## What the exercise asks
Find and copy each line of the data that includes "storage".

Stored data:

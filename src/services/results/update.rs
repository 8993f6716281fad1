use actix_web::{HttpRequest, HttpResponse, Result as ActixResult};

use super::ResultService;
use crate::models::{
    ApiResponse, ErrorCode,
    results::{requests::UpdateResultRequest, responses::ResultResponse},
};
use crate::utils::grade::calculate_grade;
use crate::utils::validate::validate_score;

pub async fn update_result(
    service: &ResultService,
    update_data: UpdateResultRequest,
    request: &HttpRequest,
) -> ActixResult<HttpResponse> {
    if let Err(msg) = validate_score(update_data.score) {
        return Ok(HttpResponse::BadRequest()
            .json(ApiResponse::error_empty(ErrorCode::ScoreOutOfRange, msg)));
    }

    let storage = service.get_storage(request);

    // 等级随新分数重新推导
    let grade = calculate_grade(update_data.score);

    match storage
        .update_result_score(update_data.result_id, update_data.score, grade)
        .await
    {
        Ok(Some(result)) => Ok(HttpResponse::Ok().json(ApiResponse::success(
            ResultResponse { result },
            "Result updated successfully",
        ))),
        Ok(None) => Ok(HttpResponse::NotFound().json(ApiResponse::error_empty(
            ErrorCode::ResultNotFound,
            "Result not found",
        ))),
        Err(e) => Ok(
            HttpResponse::InternalServerError().json(ApiResponse::error_empty(
                ErrorCode::InternalServerError,
                format!("Failed to update result: {e}"),
            )),
        ),
    }
}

## Task solution
    let storage = service.get_storage(request);
    match storage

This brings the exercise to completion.